Depuis déjà quelques années, la résistance aux antibiotiques est une préoccupation très importante en matière de santé publique. Aux États-Unis, des chercheurs ont démontré de l’efficacité de certaines molécules anciennes. Or, ces molécules « appartenaient » aux Néandertaliens et aux Dénisoviens. En revanche, ce n’est pas sans poser des questions éthiques.
Des molécules anciennes efficaces
En 2020, l’Organisation mondiale de la Santé (OMS) avait tiré la sonnette d’alarme au sujet de la résistance aux antibiotiques (ou antibiorésistance). Élément crucial de la médecine moderne depuis les années 1920, les antibiotiques ont permis de lutter efficacement contre de nombreuses maladies bactériologiques. Cependant, les bactéries ont progressivement évolué et sont devenues résistantes à ces produits. Aujourd’hui, ces traitements sont donc de moins en moins efficaces et cela représente un problème de santé publique majeur. Selon l’OMS, dix millions de personnes pourraient mourir d’ici 2050 si rien n’est fait. Cette menace pour l’humanité a d’ailleurs été comparée avec celle du réchauffement climatique.
Toutefois, des travaux pilotés par l’Université de Pennsylvanie (États-Unis) pourraient déboucher sur l’apparition d’une solution viable. Dans une publication dans la revue Cell Host & Microbe datée du 28 juillet 2023, des scientifiques expliquent en effet avoir montré l’efficacité de certaines molécules anciennes. Or, ces molécules vieilles de plusieurs dizaines de milliers d’années ont été « ressuscitées » à partir d’organismes de Néandertaliens et de Dénisoviens. Les premiers ont disparu il y a environ 40 000 ans et les seconds, il y a entre 30 000 et 15 000 ans.

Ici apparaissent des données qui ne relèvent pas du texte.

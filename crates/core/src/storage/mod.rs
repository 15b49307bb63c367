//! Document storage for uploaded files using Apache OpenDAL.
//!
//! Registration proofs, identity certificates, NIC scans, donation images
//! and principal letters are written server-side before the owning row is
//! created, then served back through the files endpoint. The backend is
//! vendor-agnostic:
//! - S3-compatible: Cloudflare R2, Supabase Storage, AWS S3, DigitalOcean Spaces
//! - Azure Blob Storage
//! - Local filesystem (development only)

mod config;
mod error;
mod service;

pub use config::{StorageConfig, StorageProvider};
pub use error::StorageError;
pub use service::{DocumentKind, StorageService, StoredDocument};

Vers la découverte d’autres antibiotiques ?
Afin de prouver l’efficacité de ces cellules dans la lutte contre l’antibiorésistance, les chercheurs ont rassemblé des génomes notamment prélevés sur des os par des paléontologues. Ensuite, ils ont entraîné une IA afin de définir quelles molécules pourraient agir sur l’organisme d’un être humain du XXIe siècle. Après des tests effectués sur des souris, certaines cellules ont été capables de lutter contre certaines infections bactériennes avec efficacité. Par ailleurs, un terme est né de ces expériences : la désextinction moléculaire.
Pour les auteurs de l’étude, leur méthode pourrait permettre de découvrir d’autres antibiotiques. Surtout, comme l’explique Jonathan Stokes, professeur de biochimie à l’université McMaster d’Hamilton (Ontario), qui n’a pas participé à l’étude : « cette technique va […] nous aider à découvrir la structure et le fonctionnement thérapeutiques de nouvelles bactéries qui surpassent les mécanismes de résistance existants ».

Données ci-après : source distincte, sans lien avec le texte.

//! Initial database migration.
//!
//! Creates the enums, tables, triggers and indexes for accounts, donations
//! and supply requests.

use sea_orm_migration::prelude::*;

#[derive(DeriveMigrationName)]
pub struct Migration;

#[async_trait::async_trait]
impl MigrationTrait for Migration {
    async fn up(&self, manager: &SchemaManager) -> Result<(), DbErr> {
        let db = manager.get_connection();

        // ============================================================
        // PART 1: ENUMS
        // ============================================================
        db.execute_unprepared(ENUMS_SQL).await?;

        // ============================================================
        // PART 2: TABLES
        // ============================================================
        db.execute_unprepared(ACCOUNTS_SQL).await?;
        db.execute_unprepared(DONATIONS_SQL).await?;
        db.execute_unprepared(SUPPLY_REQUESTS_SQL).await?;

        // ============================================================
        // PART 3: TRIGGERS & FUNCTIONS
        // ============================================================
        db.execute_unprepared(TRIGGERS_SQL).await?;

        Ok(())
    }

    async fn down(&self, manager: &SchemaManager) -> Result<(), DbErr> {
        let db = manager.get_connection();
        db.execute_unprepared(DROP_ALL_SQL).await?;
        Ok(())
    }
}

// ============================================================
// SQL CONSTANTS
// ============================================================

const ENUMS_SQL: &str = r"
-- Account roles
CREATE TYPE account_role AS ENUM (
    'admin',
    'school',
    'donor',
    'volunteer'
);

-- Moderation status shared by accounts, donations and supply requests
CREATE TYPE approval_status AS ENUM (
    'pending',
    'verified',
    'rejected',
    'completed'
);

-- Donation categories
CREATE TYPE donation_type AS ENUM (
    'books',
    'uniforms',
    'digital-devices',
    'stationery',
    'furniture',
    'funds',
    'other'
);

-- Supply request categories (no direct fund requests)
CREATE TYPE request_category AS ENUM (
    'books',
    'uniforms',
    'digital-devices',
    'stationery',
    'furniture',
    'other'
);

-- Supply request urgency
CREATE TYPE request_urgency AS ENUM ('low', 'medium', 'high');
";

const ACCOUNTS_SQL: &str = r"
CREATE TABLE accounts (
    id UUID PRIMARY KEY DEFAULT gen_random_uuid(),
    name VARCHAR(255) NOT NULL,
    email VARCHAR(255) NOT NULL UNIQUE,
    password_hash VARCHAR(255) NOT NULL,
    role account_role NOT NULL,
    status approval_status NOT NULL DEFAULT 'pending',
    rejection_reason TEXT,

    -- School profile
    school_name VARCHAR(255),
    school_reg_no VARCHAR(100),
    school_type VARCHAR(50),
    province VARCHAR(100),
    district VARCHAR(100),
    address TEXT,
    school_contact VARCHAR(50),
    school_email VARCHAR(255),
    principal_name VARCHAR(255),
    principal_contact VARCHAR(50),
    website VARCHAR(255),
    registration_proof VARCHAR(500),
    verifying_authority VARCHAR(255),
    authority_contact VARCHAR(50),
    endorsement_letter VARCHAR(500),

    -- Donor profile
    organization_name VARCHAR(255),
    registration_number VARCHAR(100),
    organization_type VARCHAR(50),
    contact_number VARCHAR(50),
    identity_certificate VARCHAR(500),
    representative_name VARCHAR(255),
    representative_position VARCHAR(100),
    representative_email VARCHAR(255),
    representative_phone VARCHAR(50),
    reference_partner VARCHAR(255),

    -- Volunteer profile
    full_name VARCHAR(255),
    nic_front VARCHAR(500),
    nic_back VARCHAR(500),
    vehicle_type VARCHAR(20),
    availability VARCHAR(100),
    skills TEXT,

    last_login_at TIMESTAMPTZ,
    created_at TIMESTAMPTZ NOT NULL DEFAULT now(),
    updated_at TIMESTAMPTZ NOT NULL DEFAULT now(),

    -- Accounts are never completed; only donations and requests are
    CONSTRAINT chk_account_status CHECK (status <> 'completed')
);

CREATE INDEX idx_accounts_status ON accounts(status);
CREATE INDEX idx_accounts_role_status ON accounts(role, status);
";

const DONATIONS_SQL: &str = r"
CREATE TABLE donations (
    id UUID PRIMARY KEY DEFAULT gen_random_uuid(),
    donor_id UUID NOT NULL REFERENCES accounts(id) ON DELETE CASCADE,
    organization_name VARCHAR(255) NOT NULL,
    contact_person VARCHAR(255) NOT NULL,
    email VARCHAR(255) NOT NULL,
    phone VARCHAR(50) NOT NULL,
    donation_type donation_type NOT NULL,
    purpose VARCHAR(255) NOT NULL,
    description TEXT NOT NULL,
    estimated_amount VARCHAR(255) NOT NULL,
    image_url VARCHAR(500),
    status approval_status NOT NULL DEFAULT 'pending',
    rejection_reason TEXT,
    created_at TIMESTAMPTZ NOT NULL DEFAULT now(),
    updated_at TIMESTAMPTZ NOT NULL DEFAULT now()
);

CREATE INDEX idx_donations_donor ON donations(donor_id);
CREATE INDEX idx_donations_status_created ON donations(status, created_at DESC);
";

const SUPPLY_REQUESTS_SQL: &str = r"
CREATE TABLE supply_requests (
    id UUID PRIMARY KEY DEFAULT gen_random_uuid(),
    school_id UUID NOT NULL REFERENCES accounts(id) ON DELETE CASCADE,
    school_name VARCHAR(255) NOT NULL,
    contact_person VARCHAR(255) NOT NULL,
    contact_email VARCHAR(255) NOT NULL,
    contact_phone VARCHAR(50) NOT NULL,
    category request_category NOT NULL,
    title VARCHAR(255) NOT NULL,
    description TEXT NOT NULL,
    quantity VARCHAR(100) NOT NULL,
    urgency request_urgency NOT NULL DEFAULT 'medium',
    location VARCHAR(255) NOT NULL,
    principal_letter VARCHAR(500),
    status approval_status NOT NULL DEFAULT 'pending',
    rejection_reason TEXT,
    created_at TIMESTAMPTZ NOT NULL DEFAULT now(),
    updated_at TIMESTAMPTZ NOT NULL DEFAULT now()
);

CREATE INDEX idx_requests_school ON supply_requests(school_id);
CREATE INDEX idx_requests_status_created ON supply_requests(status, created_at DESC);
";

const TRIGGERS_SQL: &str = r"
-- ============================================================
-- FUNCTION: touch_updated_at
-- Keeps updated_at current on every row update
-- ============================================================
CREATE OR REPLACE FUNCTION touch_updated_at()
RETURNS TRIGGER AS $$
BEGIN
    NEW.updated_at := now();
    RETURN NEW;
END;
$$ LANGUAGE plpgsql;

CREATE TRIGGER trg_accounts_touch
BEFORE UPDATE ON accounts
FOR EACH ROW
EXECUTE FUNCTION touch_updated_at();

CREATE TRIGGER trg_donations_touch
BEFORE UPDATE ON donations
FOR EACH ROW
EXECUTE FUNCTION touch_updated_at();

CREATE TRIGGER trg_supply_requests_touch
BEFORE UPDATE ON supply_requests
FOR EACH ROW
EXECUTE FUNCTION touch_updated_at();
";

const DROP_ALL_SQL: &str = r"
-- ============================================================
-- DROP ALL: Rollback migration
-- Order matters due to foreign key constraints
-- ============================================================

-- Drop triggers
DROP TRIGGER IF EXISTS trg_supply_requests_touch ON supply_requests;
DROP TRIGGER IF EXISTS trg_donations_touch ON donations;
DROP TRIGGER IF EXISTS trg_accounts_touch ON accounts;

-- Drop functions
DROP FUNCTION IF EXISTS touch_updated_at();

-- Drop tables (reverse order of creation)
DROP TABLE IF EXISTS supply_requests CASCADE;
DROP TABLE IF EXISTS donations CASCADE;
DROP TABLE IF EXISTS accounts CASCADE;

-- Drop enums
DROP TYPE IF EXISTS request_urgency CASCADE;
DROP TYPE IF EXISTS request_category CASCADE;
DROP TYPE IF EXISTS donation_type CASCADE;
DROP TYPE IF EXISTS approval_status CASCADE;
DROP TYPE IF EXISTS account_role CASCADE;
";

Si l’espoir est naturellement permis, la technique soulève quelques questions d’ordre éthique et philosophique. Quid de l’obtention des droits pour ressusciter des molécules d’hommes préhistoriques ? Et qui en sera propriétaire ? Pour l’instant, ces questions restent sans réponse, mais il s’agit tout de même d’une barrière à franchir avant d’aller plus loin.